Multi-level Fgf4- and apoptosis-dependent regulatory mechanism ensures the plasticity of ESC-chimaeric mouse embryo.

Abstract

The preimplantation mammalian (including mouse and human) embryo holds remarkable regulatory abilities, which have found their application for example in the preimplantation genetic diagnosis of human embryos. Another manifestation of this developmental plasticity is the possibility of obtaining chimaeras by combining either two embryos or embryos and pluripotent stem cells, which enables the verification of the cell pluripotency and generation of genetically modified animals used to elucidate gene function.
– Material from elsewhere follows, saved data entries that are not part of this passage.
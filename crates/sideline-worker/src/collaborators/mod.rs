//! External services the pipeline depends on.
//!
//! Each service sits behind a small trait so the pipeline can be driven by
//! mocks. The HTTP clients in the submodules are the production
//! implementations.

mod elevenlabs;
mod gemini;
mod twelvelabs;

use std::path::{Path, PathBuf};
use std::sync::Arc;

use async_trait::async_trait;
use sideline_models::Language;
use thiserror::Error;

use crate::error::WorkerResult;

pub use elevenlabs::{ElevenLabsClient, VoiceSettings};
pub use gemini::GeminiScriptWriter;
pub use twelvelabs::TwelveLabsAnalyzer;

/// Prompt for the crowd ambience track.
pub const CROWD_PROMPT: &str = "Background audio of a crowded basketball arena as heard through a TV broadcast. \
Include cheering, clapping, chanting, and natural crowd reactions. No narration or music.";

pub type CollaboratorResult<T> = Result<T, CollaboratorError>;

/// A collaborator call failed. The service's own message is kept verbatim.
#[derive(Debug, Error)]
pub enum CollaboratorError {
    #[error("{service} request failed: {message}")]
    Request {
        service: &'static str,
        message: String,
    },

    #[error("{service} returned {status}: {body}")]
    Api {
        service: &'static str,
        status: u16,
        body: String,
    },

    #[error("{service} response was unusable: {message}")]
    InvalidResponse {
        service: &'static str,
        message: String,
    },

    #[error("{0}")]
    Rejected(String),

    #[error("IO error: {0}")]
    Io(#[from] std::io::Error),
}

impl CollaboratorError {
    pub fn request(service: &'static str, message: impl ToString) -> Self {
        Self::Request {
            service,
            message: message.to_string(),
        }
    }

    pub fn api(service: &'static str, status: u16, body: impl Into<String>) -> Self {
        Self::Api {
            service,
            status,
            body: body.into(),
        }
    }

    pub fn invalid_response(service: &'static str, message: impl Into<String>) -> Self {
        Self::InvalidResponse {
            service,
            message: message.into(),
        }
    }

    /// The input was refused before any call was made.
    pub fn rejected(message: impl Into<String>) -> Self {
        Self::Rejected(message.into())
    }
}

/// Inputs to the script writer.
#[derive(Debug, Clone, PartialEq)]
pub struct ScriptRequest {
    /// Analyzer output, passed through untouched
    pub description: String,
    pub max_words: usize,
    pub language: Language,
    pub display_name: Option<String>,
}

/// Video understanding.
#[async_trait]
pub trait VideoAnalyzer: Send + Sync {
    /// Describe what happens in the clip.
    async fn analyze(&self, video: &Path) -> CollaboratorResult<String>;
}

/// Commentary text generation.
#[async_trait]
pub trait ScriptWriter: Send + Sync {
    /// Raw commentary. Length is advisory; callers trim it.
    async fn write_script(&self, request: &ScriptRequest) -> CollaboratorResult<String>;
}

/// Text-to-speech.
#[async_trait]
pub trait VoiceSynthesizer: Send + Sync {
    /// Speak `text` into an audio file at `output`.
    async fn synthesize_voice(&self, text: &str, output: &Path) -> CollaboratorResult<PathBuf>;
}

/// Ambience sound generation.
#[async_trait]
pub trait CrowdSynthesizer: Send + Sync {
    /// Generate roughly `duration_secs` of audio for `prompt` at `output`.
    async fn synthesize_crowd(
        &self,
        prompt: &str,
        duration_secs: f64,
        output: &Path,
    ) -> CollaboratorResult<PathBuf>;
}

/// The four collaborators a pipeline runs against.
#[derive(Clone)]
pub struct Collaborators {
    pub analyzer: Arc<dyn VideoAnalyzer>,
    pub writer: Arc<dyn ScriptWriter>,
    pub voice: Arc<dyn VoiceSynthesizer>,
    pub crowd: Arc<dyn CrowdSynthesizer>,
}

impl Collaborators {
    /// Production clients configured from the environment.
    pub fn from_env() -> WorkerResult<Self> {
        let elevenlabs = Arc::new(ElevenLabsClient::from_env()?);

        Ok(Self {
            analyzer: Arc::new(TwelveLabsAnalyzer::from_env()?),
            writer: Arc::new(GeminiScriptWriter::from_env()?),
            voice: elevenlabs.clone(),
            crowd: elevenlabs,
        })
    }
}

/// Turn a non-success response into `CollaboratorError::Api` with its body.
pub(crate) async fn check_status(
    service: &'static str,
    response: reqwest::Response,
) -> CollaboratorResult<reqwest::Response> {
    let status = response.status();
    if status.is_success() {
        return Ok(response);
    }
    let body = response.text().await.unwrap_or_default();
    Err(CollaboratorError::api(service, status.as_u16(), body))
}
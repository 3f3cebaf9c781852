//! FFmpeg filter graph definitions for commentary muxing.

/// Seconds the last video frame is held for. Has to outlast any narration
/// the script writer can produce; `-shortest` trims the excess.
pub const FRAME_HOLD_SECS: u32 = 999;

/// Ambience fade-in length in seconds.
pub const AMBIENCE_FADE_IN_SECS: f64 = 1.0;

/// Ambience level relative to nominal volume.
pub const AMBIENCE_VOLUME: f64 = 0.25;

/// Output label of the frame-hold graph.
pub const HELD_VIDEO_LABEL: &str = "[v]";

/// Output label of the ambience mix graph.
pub const MIXED_AUDIO_LABEL: &str = "[a]";

/// Video filter graph that clones the final frame of input 0.
pub fn frame_hold_filter(hold_secs: u32) -> String {
    format!(
        "[0:v]tpad=stop_mode=clone:stop_duration={}{}",
        hold_secs, HELD_VIDEO_LABEL
    )
}

/// Audio filter graph that fades in and attenuates input 1, then mixes it
/// under input 0's audio. The mix itself runs for the longer of the two.
pub fn ambience_mix_filter(fade_in_secs: f64, volume: f64) -> String {
    format!(
        concat!(
            "[1:a]afade=t=in:st=0:d={fade},volume={volume}[a1];",
            "[0:a][a1]amix=inputs=2:duration=longest{label}"
        ),
        fade = format_number(fade_in_secs),
        volume = format_number(volume),
        label = MIXED_AUDIO_LABEL,
    )
}

/// Format without a trailing ".0" so graphs read `d=1` rather than `d=1.0`.
fn format_number(value: f64) -> String {
    if value.fract() == 0.0 {
        format!("{}", value as i64)
    } else {
        format!("{}", value)
    }
}
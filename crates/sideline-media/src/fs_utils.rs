//! Delivering finished files out of a job workspace.

use std::path::Path;
use tokio::fs;
use tracing::{debug, warn};

use crate::error::MediaResult;

/// Move `src` to `dst`, creating the destination directory if needed.
///
/// Workspaces usually sit under the system temp directory, which is often a
/// different filesystem from the caller's output path. When `rename` fails
/// with EXDEV the file is copied next to `dst` and renamed into place, so a
/// reader never sees a half-written output.
pub async fn move_file(src: impl AsRef<Path>, dst: impl AsRef<Path>) -> MediaResult<()> {
    let src = src.as_ref();
    let dst = dst.as_ref();

    if let Some(parent) = dst.parent().filter(|p| !p.as_os_str().is_empty()) {
        fs::create_dir_all(parent).await?;
    }

    match fs::rename(src, dst).await {
        Ok(()) => Ok(()),
        Err(e) if is_cross_device(&e) => {
            debug!(
                "Cross-device move, copying instead: {} -> {}",
                src.display(),
                dst.display()
            );
            copy_then_remove(src, dst).await
        }
        Err(e) => Err(e.into()),
    }
}

/// EXDEV on Linux and macOS.
fn is_cross_device(e: &std::io::Error) -> bool {
    e.raw_os_error() == Some(18)
}

async fn copy_then_remove(src: &Path, dst: &Path) -> MediaResult<()> {
    let staging = dst.with_extension("partial");

    if let Err(e) = fs::copy(src, &staging).await {
        let _ = fs::remove_file(&staging).await;
        return Err(e.into());
    }

    if let Err(e) = fs::rename(&staging, dst).await {
        let _ = fs::remove_file(&staging).await;
        return Err(e.into());
    }

    if let Err(e) = fs::remove_file(src).await {
        warn!("Moved {} but could not remove the source: {}", src.display(), e);
    }

    Ok(())
}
Using mouse chimaeric embryos (constructed by injection of embryonic stem cells into the 8-cell embryos) as a tool, we aimed to explore the mechanisms underlying the regulatory nature of the preimplantation mouse embryo. We comprehensively demonstrated the functioning of a multi-level regulatory mechanism involving the FGF4/MAPK signalling as a leading player in the communication between both components of the chimaera. This pathway, coupled with the apoptosis, cleavage division pattern, and cell cycle duration controlling the size of ESC component and giving it a competitive advantage over host embryo blastomeres, provides a cellular and molecular basis for regulative development, ensuring the generation of the embryo characterised by proper cellular composition.